Selon le rapport 2020 de l’OIT sur la protection sociale dans le monde, seulement 46,9% de la population mondiale bénéficie d’au moins une prestation de protection sociale, avec une situation beaucoup plus préoccupante dans les pays en développement notamment en Afrique où seulement 17,4% de la population est couverte par au moins une prestation de protection sociale. Certains groupes sont particulièrement exposés au risque d’être exclus de la couverture sociale, notamment les travailleurs de l’économie informelle et ceux ayant un emploi atypique, les travailleurs vulnérables des zones rurales et urbaines, les travailleurs domestiques et les travailleurs migrants.
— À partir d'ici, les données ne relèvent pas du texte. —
//! Nostr event and subscription filter types
//!
//! Events are relayed as JSON objects; tags are arrays of strings whose first
//! element names the tag. Only the fields the watcher reads are modelled
//! strictly, everything else is carried through untouched.

use serde::{Deserialize, Serialize};

/// Event kind for content reports (NIP-56)
pub const KIND_REPORT: u32 = 1984;

// =============================================================================
// Tags
// =============================================================================

/// A single event tag, e.g. `["e", "<event id>", "illegal"]`
#[derive(Debug, Clone, PartialEq, Eq, Serialize, Deserialize)]
#[serde(transparent)]
pub struct Tag(pub Vec<String>);

impl Tag {
    /// Build a tag from its parts
    pub fn new<I, S>(parts: I) -> Self
    where
        I: IntoIterator<Item = S>,
        S: Into<String>,
    {
        Self(parts.into_iter().map(Into::into).collect())
    }

    /// Tag name (first element)
    pub fn name(&self) -> Option<&str> {
        self.get(0)
    }

    /// Primary value (second element)
    pub fn value(&self) -> Option<&str> {
        self.get(1)
    }

    /// Element at `index`, if present
    pub fn get(&self, index: usize) -> Option<&str> {
        self.0.get(index).map(String::as_str)
    }
}

// =============================================================================
// Events
// =============================================================================

/// A signed Nostr event as delivered by a relay
///
/// Signatures are not verified here; the relay has already accepted the event.
#[derive(Debug, Clone, PartialEq, Eq, Serialize, Deserialize)]
pub struct Event {
    /// Event id (hex sha256)
    pub id: String,
    /// Author public key (hex)
    pub pubkey: String,
    /// Creation time, unix seconds
    pub created_at: u64,
    /// Event kind
    pub kind: u32,
    /// Event tags
    #[serde(default)]
    pub tags: Vec<Tag>,
    /// Event content
    #[serde(default)]
    pub content: String,
    /// Schnorr signature (hex)
    #[serde(default)]
    pub sig: String,
}

impl Event {
    /// Iterate over all tags with the given name
    pub fn tags_named<'a>(&'a self, name: &'a str) -> impl Iterator<Item = &'a Tag> + 'a {
        self.tags.iter().filter(move |tag| tag.name() == Some(name))
    }

    /// First tag with the given name
    pub fn first_tag(&self, name: &str) -> Option<&Tag> {
        self.tags.iter().find(|tag| tag.name() == Some(name))
    }

    /// Whether this event is a content report
    pub fn is_report(&self) -> bool {
        self.kind == KIND_REPORT
    }
}

// =============================================================================
// Filters
// =============================================================================

/// Subscription filter sent with a `REQ` frame
#[derive(Debug, Clone, Default, PartialEq, Eq, Serialize, Deserialize)]
pub struct Filter {
    /// Event ids to match
    #[serde(skip_serializing_if = "Option::is_none")]
    pub ids: Option<Vec<String>>,
    /// Authors to match
    #[serde(skip_serializing_if = "Option::is_none")]
    pub authors: Option<Vec<String>>,
    /// Kinds to match
    #[serde(skip_serializing_if = "Option::is_none")]
    pub kinds: Option<Vec<u32>>,
    /// Only events created at or after this time
    #[serde(skip_serializing_if = "Option::is_none")]
    pub since: Option<u64>,
    /// Only events created at or before this time
    #[serde(skip_serializing_if = "Option::is_none")]
    pub until: Option<u64>,
    /// Maximum number of stored events to return before EOSE
    #[serde(skip_serializing_if = "Option::is_none")]
    pub limit: Option<u32>,
}

impl Filter {
    /// Create an empty filter
    pub fn new() -> Self {
        Self::default()
    }

    /// Add a kind to match
    pub fn kind(mut self, kind: u32) -> Self {
        self.kinds.get_or_insert_with(Vec::new).push(kind);
        self
    }

    /// Set the lower time bound
    pub fn since(mut self, since: u64) -> Self {
        self.since = Some(since);
        self
    }

    /// Set the upper time bound
    pub fn until(mut self, until: u64) -> Self {
        self.until = Some(until);
        self
    }

    /// Set the stored-event limit
    pub fn limit(mut self, limit: u32) -> Self {
        self.limit = Some(limit);
        self
    }

    /// Filter for live events of one kind only, with no stored backlog
    pub fn live(kind: u32, since: u64) -> Self {
        Self::new().kind(kind).since(since).limit(0)
    }
}
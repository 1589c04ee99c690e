//! Append-only moderation decision log
//!
//! Every automated (and dashboard) moderation outcome is a row in
//! `moderation_decisions`. Rows are never updated or deleted.

use crate::database::{Result, SqliteDatabase};
use serde::{Deserialize, Serialize};
use sqlx::{Row, SqlitePool};

/// A stored moderation decision
#[derive(Debug, Clone, PartialEq, Eq, Serialize, Deserialize)]
#[serde(rename_all = "camelCase")]
pub struct DecisionRecord {
    /// `event`, `account` or `unknown`
    pub target_type: String,
    /// Event id or account public key
    pub target_id: String,
    /// Action taken, e.g. `auto_hidden`
    pub action: String,
    /// Free-form reason
    pub reason: String,
    /// Who decided (`auto` for the watcher)
    pub actor_id: String,
    /// Report that triggered the decision
    pub report_id: Option<String>,
    /// Author of that report
    pub reporter_id: Option<String>,
    /// Unix seconds
    pub created_at: i64,
}

/// SQLite-backed decision log
#[derive(Debug, Clone)]
pub struct DecisionStore {
    pool: SqlitePool,
}

impl DecisionStore {
    /// Create a store over a migrated database
    pub fn new(db: &SqliteDatabase) -> Self {
        Self { pool: db.pool().clone() }
    }

    /// Append a decision
    pub async fn insert(&self, record: &DecisionRecord) -> Result<()> {
        sqlx::query(
            "INSERT INTO moderation_decisions
                (target_type, target_id, action, reason, actor_id, report_id, reporter_id, created_at)
             VALUES (?, ?, ?, ?, ?, ?, ?, ?)",
        )
        .bind(&record.target_type)
        .bind(&record.target_id)
        .bind(&record.action)
        .bind(&record.reason)
        .bind(&record.actor_id)
        .bind(&record.report_id)
        .bind(&record.reporter_id)
        .bind(record.created_at)
        .execute(&self.pool)
        .await?;

        Ok(())
    }

    /// Whether any decision with one of `actions` exists for the target
    pub async fn exists(&self, target_type: &str, target_id: &str, actions: &[&str]) -> Result<bool> {
        for action in actions {
            let found: Option<i64> = sqlx::query_scalar(
                "SELECT 1 FROM moderation_decisions
                 WHERE target_type = ? AND target_id = ? AND action = ?
                 LIMIT 1",
            )
            .bind(target_type)
            .bind(target_id)
            .bind(*action)
            .fetch_optional(&self.pool)
            .await?;

            if found.is_some() {
                return Ok(true);
            }
        }

        Ok(false)
    }

    /// All decisions for a target, oldest first
    pub async fn for_target(&self, target_type: &str, target_id: &str) -> Result<Vec<DecisionRecord>> {
        let rows = sqlx::query(
            "SELECT target_type, target_id, action, reason, actor_id, report_id, reporter_id, created_at
             FROM moderation_decisions
             WHERE target_type = ? AND target_id = ?
             ORDER BY id",
        )
        .bind(target_type)
        .bind(target_id)
        .fetch_all(&self.pool)
        .await?;

        Ok(rows
            .iter()
            .map(|row| DecisionRecord {
                target_type: row.get("target_type"),
                target_id: row.get("target_id"),
                action: row.get("action"),
                reason: row.get("reason"),
                actor_id: row.get("actor_id"),
                report_id: row.get("report_id"),
                reporter_id: row.get("reporter_id"),
                created_at: row.get("created_at"),
            })
            .collect())
    }

    /// Number of decisions with the given action
    pub async fn count_action(&self, action: &str) -> Result<i64> {
        let count: i64 =
            sqlx::query_scalar("SELECT COUNT(*) FROM moderation_decisions WHERE action = ?")
                .bind(action)
                .fetch_one(&self.pool)
                .await?;
        Ok(count)
    }
}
Toutefois, l’environnement international a été marqué par un développement récent en faveur de l’extension de la protection sociale.
Il s’agit de l’initiative lancée par le Secrétaire Général des Nations Unies en 2021, sur l’Accélérateur Mondial pour les Emplois et la protection sociale dont l’objectif est notamment d’étendre rapidement la couverture sociale à près de quatre milliards d’individus non encore protégés dans le monde.
Par ailleurs, la Déclaration d’Abidjan pour le centenaire de l’OIT prise lors de la 14ème Réunion régionale africaine en décembre 2019, a fait de l’extension progressive de la protection sociale, une des grandes priorités de l’Organisation pour les prochaines années. S’inscrivant dans cette déclaration, le Bureau Régional de l’OIT a élaboré en 2021, une stratégie régionale de protection sociale en Afrique dont l’objectif est d’appuyer les Etats pour accélérer l’extension de la couverture.